Article Preview
TopIntroduction
Over the years, information and communication technologies (ICT) systems have been bringing fruitful benefits to the human activities. Most of the businesses, government, academic and other organizations activities largely rely on ICT systems. On the other side, cyber-attacks to the ICT systems continuously evolving due to the fact that computer systems have constantly evolving from a handful of monolithic computing systems to distributed computing systems. In addition, recent days even a novice user can capable to attack many malicious activities easily with the freely available existing advanced attack toolkits in internet. The various cyber-attacks and its techniques occurred from 2001 to 2013 is briefly outlined by (Vaidya, T. 2015). These issues demand the necessity of flexible and interpretable integrated network security solutions to the ICT systems.

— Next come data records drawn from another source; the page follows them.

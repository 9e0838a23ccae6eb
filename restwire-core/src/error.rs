//! Codec error types shared by the server and the client.
//!
//! - [`DecodeError`]: malformed body or missing required field on the inbound path
//! - [`EncodeError`]: serialization failure on the outbound path
//! - [`RequiredFieldError`]: a message that decoded but is incomplete

/// A message is missing a field its schema marks as required.
#[derive(Clone, Debug, PartialEq, Eq, thiserror::Error)]
#[error("required field {message}.{field} not set")]
pub struct RequiredFieldError {
    message: String,
    field: String,
}

impl RequiredFieldError {
    pub fn new<M: Into<String>, F: Into<String>>(message: M, field: F) -> Self {
        Self {
            message: message.into(),
            field: field.into(),
        }
    }

    /// Name of the incomplete message type.
    pub fn message(&self) -> &str {
        &self.message
    }

    /// Name of the missing field.
    pub fn field(&self) -> &str {
        &self.field
    }
}

/// Failure to decode an inbound body.
///
/// The codec never picks an HTTP status for these; callers decide how to reply.
#[derive(Clone, Debug, PartialEq, Eq, thiserror::Error)]
pub enum DecodeError {
    /// JSON deserialization failed.
    #[error("failed to decode JSON body: {0}")]
    Json(String),

    /// Protobuf deserialization failed.
    #[error("failed to decode protobuf body: {0}")]
    Binary(String),

    /// The body decoded but the message is incomplete.
    #[error(transparent)]
    RequiredField(#[from] RequiredFieldError),

    /// The body could not be read at all.
    #[error("failed to read body: {0}")]
    Body(String),
}

impl From<serde_json::Error> for DecodeError {
    fn from(err: serde_json::Error) -> Self {
        DecodeError::Json(err.to_string())
    }
}

impl From<prost::DecodeError> for DecodeError {
    fn from(err: prost::DecodeError) -> Self {
        DecodeError::Binary(err.to_string())
    }
}

/// Failure to serialize an outbound value.
#[derive(Clone, Debug, PartialEq, Eq, thiserror::Error)]
pub enum EncodeError {
    /// JSON serialization failed.
    #[error("failed to encode JSON: {0}")]
    Json(String),

    /// The message cannot be serialized because it is incomplete.
    #[error(transparent)]
    RequiredField(#[from] RequiredFieldError),
}

impl From<serde_json::Error> for EncodeError {
    fn from(err: serde_json::Error) -> Self {
        EncodeError::Json(err.to_string())
    }
}
//! Reply values accepted by [`Session::status`](crate::Session::status).

use std::borrow::Cow;

use restwire_core::{EncodeJson, EncodeMessage, WireMessage};
use serde::Serialize;

/// What a handler writes after the status line.
///
/// The variant is chosen once, where the handler builds the reply:
/// a [`WireMessage`] may be negotiated into protobuf, any other serializable
/// value is always JSON, and text bypasses structured encoding.
pub enum Reply<'a> {
    /// Status line only.
    Empty,
    /// `text/plain` body followed by a newline.
    Text(Cow<'a, str>),
    /// JSON-only value.
    Json(&'a dyn EncodeJson),
    /// Binary-capable message, encoded per content negotiation.
    Message(&'a dyn EncodeMessage),
}

impl<'a> Reply<'a> {
    pub fn text<S: Into<Cow<'a, str>>>(text: S) -> Self {
        Reply::Text(text.into())
    }

    pub fn json<T: Serialize + Sync>(value: &'a T) -> Self {
        Reply::Json(value)
    }

    pub fn message<M: WireMessage>(msg: &'a M) -> Self {
        Reply::Message(msg)
    }

    /// Reply with the error's message as plain text.
    pub fn error<E: std::error::Error + ?Sized>(err: &E) -> Self {
        Reply::Text(Cow::Owned(err.to_string()))
    }

    pub fn is_empty(&self) -> bool {
        matches!(self, Reply::Empty)
    }
}

impl std::fmt::Debug for Reply<'_> {
    fn fmt(&self, f: &mut std::fmt::Formatter<'_>) -> std::fmt::Result {
        match self {
            Reply::Empty => f.write_str("Empty"),
            Reply::Text(text) => f.debug_tuple("Text").field(text).finish(),
            Reply::Json(_) => f.write_str("Json(..)"),
            Reply::Message(_) => f.write_str("Message(..)"),
        }
    }
}

impl From<()> for Reply<'_> {
    fn from(_: ()) -> Self {
        Reply::Empty
    }
}

impl<'a> From<&'a str> for Reply<'a> {
    fn from(text: &'a str) -> Self {
        Reply::Text(Cow::Borrowed(text))
    }
}

impl From<String> for Reply<'_> {
    fn from(text: String) -> Self {
        Reply::Text(Cow::Owned(text))
    }
}

impl<'a, T> From<Option<T>> for Reply<'a>
where
    T: Into<Reply<'a>>,
{
    fn from(value: Option<T>) -> Self {
        value.map_or(Reply::Empty, Into::into)
    }
}
//! Per-request session facade.
//!
//! A [`Session`] is extracted once per request and dropped when the handler
//! returns. It decodes the request body and encodes the reply, choosing JSON
//! or protobuf from the request's `Content-Type` and `Accept` headers.
//!
//! ```rust,ignore
//! async fn user_handler(mut s: Session) -> Response {
//!     let id = s.var("id", "");
//!     match s.decode::<User>().await {
//!         Ok(user) => s.status(StatusCode::OK, Reply::message(&user)),
//!         Err(err) => s.status(StatusCode::BAD_REQUEST, Reply::error(&err)),
//!     }
//! }
//! ```

use std::collections::HashMap;
use std::fmt;
use std::net::{IpAddr, SocketAddr};
use std::sync::Arc;
use std::sync::atomic::{AtomicBool, Ordering};

use axum::body::Body;
use axum::extract::{ConnectInfo, FromRequest, FromRequestParts, RawPathParams, Request};
use axum::http::header::{CONTENT_TYPE, X_CONTENT_TYPE_OPTIONS};
use axum::http::{Extensions, HeaderMap, HeaderValue, Method, StatusCode, Uri, request::Parts};
use axum::response::{IntoResponse, Response};
use bytes::Bytes;
use restwire_core::{
    DecodeError, EncodeError, JSON_CONTENT_TYPE, NOSNIFF, Negotiation, TEXT_CONTENT_TYPE,
    WireMessage, decode_json, decode_message,
};
use serde::de::DeserializeOwned;
use url::form_urlencoded;

use crate::config::ServerConfig;
use crate::error::SessionError;
use crate::remote::remote_host;
use crate::reply::Reply;

/// Header carrying the originating client address when behind a proxy.
pub const X_FORWARDED_FOR: &str = "x-forwarded-for";

// Set after the first missing-layer warning
static WARNED_MISSING_LAYER: AtomicBool = AtomicBool::new(false);

fn config_or_default(extensions: &Extensions) -> Arc<ServerConfig> {
    if let Some(config) = extensions.get::<Arc<ServerConfig>>() {
        return config.clone();
    }

    if !WARNED_MISSING_LAYER.swap(true, Ordering::Relaxed) {
        tracing::warn!(
            target: "restwire",
            "RestLayer not found. Using default server configuration."
        );
    }
    Arc::new(ServerConfig::default())
}

/// Request/response facade handed to handlers.
pub struct Session {
    parts: Parts,
    body: Option<Body>,
    vars: HashMap<String, String>,
    remote_addr: Option<String>,
    config: Arc<ServerConfig>,
    response_headers: HeaderMap,
    data: Extensions,
}

impl fmt::Debug for Session {
    fn fmt(&self, f: &mut fmt::Formatter<'_>) -> fmt::Result {
        f.debug_struct("Session")
            .field("method", &self.parts.method)
            .field("uri", &self.parts.uri)
            .field("vars", &self.vars)
            .field("remote_addr", &self.remote_addr)
            .field("body_consumed", &self.body.is_none())
            .finish_non_exhaustive()
    }
}

impl<S> FromRequest<S> for Session
where
    S: Send + Sync,
{
    type Rejection = std::convert::Infallible;

    async fn from_request(req: Request, state: &S) -> Result<Self, Self::Rejection> {
        let (mut parts, body) = req.into_parts();

        // Handlers mounted outside a router have no path parameters.
        let vars = match RawPathParams::from_request_parts(&mut parts, state).await {
            Ok(params) => params
                .iter()
                .map(|(key, value)| (key.to_owned(), value.to_owned()))
                .collect(),
            Err(_) => HashMap::new(),
        };

        let remote_addr = parts
            .extensions
            .get::<ConnectInfo<SocketAddr>>()
            .map(|ConnectInfo(addr)| addr.to_string());
        let config = config_or_default(&parts.extensions);

        Ok(Session {
            parts,
            body: Some(body),
            vars,
            remote_addr,
            config,
            response_headers: HeaderMap::new(),
            data: Extensions::new(),
        })
    }
}

impl Session {
    pub fn method(&self) -> &Method {
        &self.parts.method
    }

    pub fn uri(&self) -> &Uri {
        &self.parts.uri
    }

    pub fn request_header(&self) -> &HeaderMap {
        &self.parts.headers
    }

    /// Headers merged into whichever response [`status`](Self::status) builds.
    pub fn response_header(&mut self) -> &mut HeaderMap {
        &mut self.response_headers
    }

    /// Request-scoped values shared between handler layers.
    pub fn data(&self) -> &Extensions {
        &self.data
    }

    pub fn data_mut(&mut self) -> &mut Extensions {
        &mut self.data
    }

    pub fn config(&self) -> &ServerConfig {
        &self.config
    }

    /// Negotiation inputs of this request.
    pub fn negotiation(&self) -> Negotiation {
        Negotiation::from_headers(&self.parts.headers)
    }

    /// Decode a binary-capable message, as protobuf or JSON depending on the
    /// request headers.
    ///
    /// A JSON body is checked for required fields after decoding.
    pub async fn decode<T: WireMessage>(&mut self) -> Result<T, DecodeError> {
        let repr = self.negotiation().decode_representation();
        let bytes = self.read_body().await?;
        decode_message(&bytes, repr).inspect_err(|err| {
            tracing::error!(
                target: "restwire",
                "Failed to decode {} request body: {err}",
                repr.as_str()
            );
        })
    }

    /// Decode a JSON-only value.
    pub async fn decode_json<T: DeserializeOwned>(&mut self) -> Result<T, DecodeError> {
        let bytes = self.read_body().await?;
        decode_json(&bytes).inspect_err(|err| {
            tracing::error!(target: "restwire", "Failed to decode JSON request body: {err}");
        })
    }

    async fn read_body(&mut self) -> Result<Bytes, DecodeError> {
        let body = self
            .body
            .take()
            .ok_or_else(|| DecodeError::Body("request body already consumed".to_string()))?;
        let limit = self.config.get_body_limit().unwrap_or(usize::MAX);
        axum::body::to_bytes(body, limit).await.map_err(|err| {
            tracing::error!(target: "restwire", "Failed to read request body: {err}");
            DecodeError::Body(err.to_string())
        })
    }

    /// Build the response for `code` and `reply`.
    ///
    /// Encoding failures are logged and turn into a bare `500` with no body;
    /// no other representation is attempted.
    pub fn status<'a>(&mut self, code: StatusCode, reply: impl Into<Reply<'a>>) -> Response {
        match self.try_status(code, reply) {
            Ok(response) => response,
            Err(err) => {
                tracing::error!(target: "restwire", "Failed to encode body: {err}");
                StatusCode::INTERNAL_SERVER_ERROR.into_response()
            }
        }
    }

    /// Like [`status`](Self::status), but hands encoding failures back.
    pub fn try_status<'a>(
        &mut self,
        code: StatusCode,
        reply: impl Into<Reply<'a>>,
    ) -> Result<Response, EncodeError> {
        match reply.into() {
            Reply::Empty => Ok(self.respond(code, None, Body::empty())),
            Reply::Text(text) => Ok(self.text(code, &text)),
            Reply::Json(value) => {
                let body = value.to_json(self.config.json_style())?;
                tracing::debug!(target: "restwire", "Writing JSON: {} bytes", body.len());
                Ok(self.respond(code, Some(JSON_CONTENT_TYPE), Body::from(body)))
            }
            Reply::Message(msg) => {
                let (repr, content_type) = self.negotiation().encode_representation();
                let body = msg.to_representation(repr, self.config.json_style())?;
                tracing::debug!(
                    target: "restwire",
                    "Writing {}: {} bytes",
                    repr.as_str(),
                    body.len()
                );
                Ok(self.respond(code, Some(content_type), Body::from(body)))
            }
        }
    }

    /// Reply with the canonical reason phrase as text.
    pub fn status_code(&mut self, code: StatusCode) -> Response {
        self.status(code, code.canonical_reason().unwrap_or_default())
    }

    /// Reply with formatted text.
    ///
    /// ```rust,ignore
    /// s.statusf(StatusCode::NOT_FOUND, format_args!("user {id} not found"))
    /// ```
    pub fn statusf(&mut self, code: StatusCode, args: fmt::Arguments<'_>) -> Response {
        self.status(code, fmt::format(args))
    }

    fn text(&mut self, code: StatusCode, text: &str) -> Response {
        tracing::debug!(target: "restwire", "Writing text body: {text}");
        self.response_headers
            .insert(X_CONTENT_TYPE_OPTIONS, HeaderValue::from_static(NOSNIFF));
        let mut body = String::with_capacity(text.len() + 1);
        body.push_str(text);
        body.push('\n');
        self.respond(code, Some(TEXT_CONTENT_TYPE), Body::from(body))
    }

    fn respond(
        &mut self,
        code: StatusCode,
        content_type: Option<&'static str>,
        body: Body,
    ) -> Response {
        tracing::debug!(target: "restwire", "Writing header: {}", code.as_u16());
        let mut response = Response::new(body);
        *response.status_mut() = code;
        *response.headers_mut() = std::mem::take(&mut self.response_headers);
        if let Some(content_type) = content_type {
            response
                .headers_mut()
                .insert(CONTENT_TYPE, HeaderValue::from_static(content_type));
        }
        response
    }

    /// Path variables extracted by the router.
    pub fn vars(&self) -> &HashMap<String, String> {
        &self.vars
    }

    /// Look up `key` as a path variable, then as a query parameter, then
    /// fall back to `default`. Empty values count as missing.
    pub fn var(&self, key: &str, default: &str) -> String {
        if let Some(value) = self.vars.get(key).filter(|v| !v.is_empty()) {
            return value.clone();
        }
        if let Some(value) = self.form_value(key) {
            return value;
        }
        default.to_string()
    }

    fn form_value(&self, key: &str) -> Option<String> {
        let query = self.parts.uri.query()?;
        form_urlencoded::parse(query.as_bytes())
            .find(|(k, v)| k == key && !v.is_empty())
            .map(|(_, v)| v.into_owned())
    }

    /// Client IP, preferring the first `X-Forwarded-For` entry over the
    /// transport peer address.
    pub fn remote_host(&self) -> Result<IpAddr, SessionError> {
        let forwarded_for = self
            .parts
            .headers
            .get(X_FORWARDED_FOR)
            .and_then(|v| v.to_str().ok());
        remote_host(forwarded_for, self.remote_addr.as_deref())
    }
}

There are various approaches exist to attack malicious activities, namely (1) static approaches: firewalls, encryption and decryption techniques of cryptography, software updates and many others and (2) dynamic approaches: anomaly and intrusion detection (ID). In that, ID system has become a prominent method by achieving a great success in identifying various kinds of complex and diverse malicious foreseen threats. ID has been actively studied area since from 1980’s, a seminal work by (Anderson, J. P. 1980) on the computer security threat monitoring and surveillance. Mainly, ID is categorized into 2 types based on the network behavior and network type. One is network-based ID system (N-IDS): most commonly used in both academia and industries, it analyzes all the network traffic by looking inside the packet level information to find the suspicious activity, the second one is host-based ID system (H-IDS): focuses on the information of each particular system or host, heavily depends for data on the sources of log files such as sensors, system logs, software logs, and many more. Mostly, organizations use combination of both of them to get benefited largely in real-time IDS deployment. The experiments used in this work are devoted to N-IDS using openly available data sets, KDDCup ‘99’ and UNSW-NB15.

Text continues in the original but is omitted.